PhosphorContext::DisabledReason Why a context is disabled: MonitorDisabled, DesktopDisabled, ActivityDisabled, or NotDisabled.
PhosphorContext::IContextResolver The façade: handleFor(), globalHandle(), handleForMode(), handleForPersisted(), disabledReason(), isLocked(), isGated().
PhosphorContext::ContextResolver Concrete IContextResolver over the three adapter interfaces.
PhosphorContext::IWorkspaceState Adapter answering "what desktop / activity is the user on?"
PhosphorContext::IModeProvider Adapter answering "what mode is this screen?"
PhosphorContext::IContextGateSource Adapter answering "is this `(mode, screen, desktop, activity)` disabled / locked?"

Typical use

#include <PhosphorContext/ContextResolver.h>

using namespace PhosphorContext;

IContextResolver *resolver = /* injected — see ContextResolverWiring */;

// Snapshot once; every downstream gate sees the same tuple.
const ContextHandle ctx = resolver->handleFor(screenId);
if (resolver->isGated(ctx)) {
    return; // disabled or locked — silently no-op
}

// Override the mode axis when a caller already knows which mode to query
// (e.g. autotile-only shortcut handlers).
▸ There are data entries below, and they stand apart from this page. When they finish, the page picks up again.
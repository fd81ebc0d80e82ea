//! Validation error taxonomy
//!
//! Every rejection carries a stable snake_case code used as a metric label
//! and in the processing log. Rejections are per event and never fatal.

use thiserror::Error;

/// Reason a raw change event was rejected by the validation filter
#[derive(Error, Debug, Clone, PartialEq)]
pub enum ValidationError {
    #[error("missing transaction_id")]
    MissingTransactionId,

    #[error("missing operation")]
    MissingOperation,

    #[error("invalid operation: {0}")]
    InvalidOperation(String),

    #[error("missing sequence_token")]
    MissingSequenceToken,

    #[error("missing merchant_id")]
    MissingMerchantId,

    #[error("missing transaction_amount")]
    MissingAmount,

    #[error("non-numeric transaction_amount: {0}")]
    NonNumericAmount(String),

    #[error("non-positive transaction_amount on {operation}: {amount}")]
    NonPositiveAmount { operation: String, amount: String },

    #[error("missing status")]
    MissingStatus,

    #[error("invalid status: {0}")]
    InvalidStatus(String),

    #[error("missing event_timestamp")]
    MissingTimestamp,

    #[error("invalid event_timestamp: {0}")]
    InvalidTimestamp(String),

    #[error("event_timestamp {timestamp} is more than {max_skew_secs}s in the future")]
    TimestampInFuture { timestamp: String, max_skew_secs: i64 },

    #[error("event_timestamp {timestamp} is more than {max_age_secs}s in the past")]
    TimestampTooOld { timestamp: String, max_age_secs: i64 },
}

impl ValidationError {
    /// Stable reason code
    pub fn code(&self) -> &'static str {
        match self {
            ValidationError::MissingTransactionId => "missing_transaction_id",
            ValidationError::MissingOperation => "missing_operation",
            ValidationError::InvalidOperation(_) => "invalid_operation",
            ValidationError::MissingSequenceToken => "missing_sequence_token",
            ValidationError::MissingMerchantId => "missing_merchant_id",
            ValidationError::MissingAmount => "missing_amount",
            ValidationError::NonNumericAmount(_) => "non_numeric_amount",
            ValidationError::NonPositiveAmount { .. } => "non_positive_amount",
            ValidationError::MissingStatus => "missing_status",
            ValidationError::InvalidStatus(_) => "invalid_status",
            ValidationError::MissingTimestamp => "missing_timestamp",
            ValidationError::InvalidTimestamp(_) => "invalid_timestamp",
            ValidationError::TimestampInFuture { .. } => "timestamp_in_future",
            ValidationError::TimestampTooOld { .. } => "timestamp_too_old",
        }
    }
}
The desktop/activity axes
// stay frozen at the original snapshot.
const ContextHandle autotileCtx =
    resolver->handleForMode(screenId, AssignmentEntry::Autotile);
const auto reason = resolver->disabledReason(autotileCtx);

Design notes

  • Snapshot, not live reads. handleFor() captures (desktop, activity, mode) once and threads the handle through every downstream gate. The raw workspace readers (currentVirtualDesktop(), currentActivity()) re-cross the workspace state every call and are documented as such. Use the handle's field when consistency with a prior snapshot matters.
  • Empty-screen contract. globalHandle() returns a handle whose screenId is empty, and the mode is delegated to IModeProvider::modeFor("") per the documented adapter contract. Empty desktop (<= 0) and empty activity short-circuit inside the daemon's IContextGateSource adapter so a sentinel-axis handle never matches a per-axis disable entry. Empty screenId is handled upstream of the adapter by ScreenIdentity::variantsFor, which returns an empty list for the empty input, so Settings::isMonitorDisabled then finds no candidate to match against.
  • Adapters are non-owning. Every interface implementation is wired with a raw pointer the resolver does not own, and lifetime is the composition root's job. The concrete ContextResolver qFatals on a null adapter at construction so wiring mistakes are loud.
  • No mutation surface. Toggling a disable list, setting a lock, and changing the active mode all still go through the original settings writer. The resolver is read-only.
  • No engine routing. ScreenModeRouter::engineFor(screenId) continues to dispatch placement engines. The resolver only consumes IModeProvider::modeFor() because the gate primitives are Mode-scoped.
  • LGPL boundary for GPL consumers. The daemon, D-Bus adaptors, and KWin effect are all GPL-3 and link this library through standard LGPL→GPL linking. Keeping the resolver LGPL preserves the option of a third-party plugin or headless tool linking it without inheriting GPL.

Dependencies

  • Qt6::Core
  • `phosphor-zones`AssignmentEntry::Mode is the mode wire type carried in ContextHandle (public link).

No Qt6::Gui, no QObjects, no QML, no D-Bus.

See also

  • `phosphor-windowrule` — rule evaluation. The resolver intentionally does not duplicate priority math.
  • `phosphor-zones` — owns AssignmentEntry::Mode and the wire vocabulary the handle carries.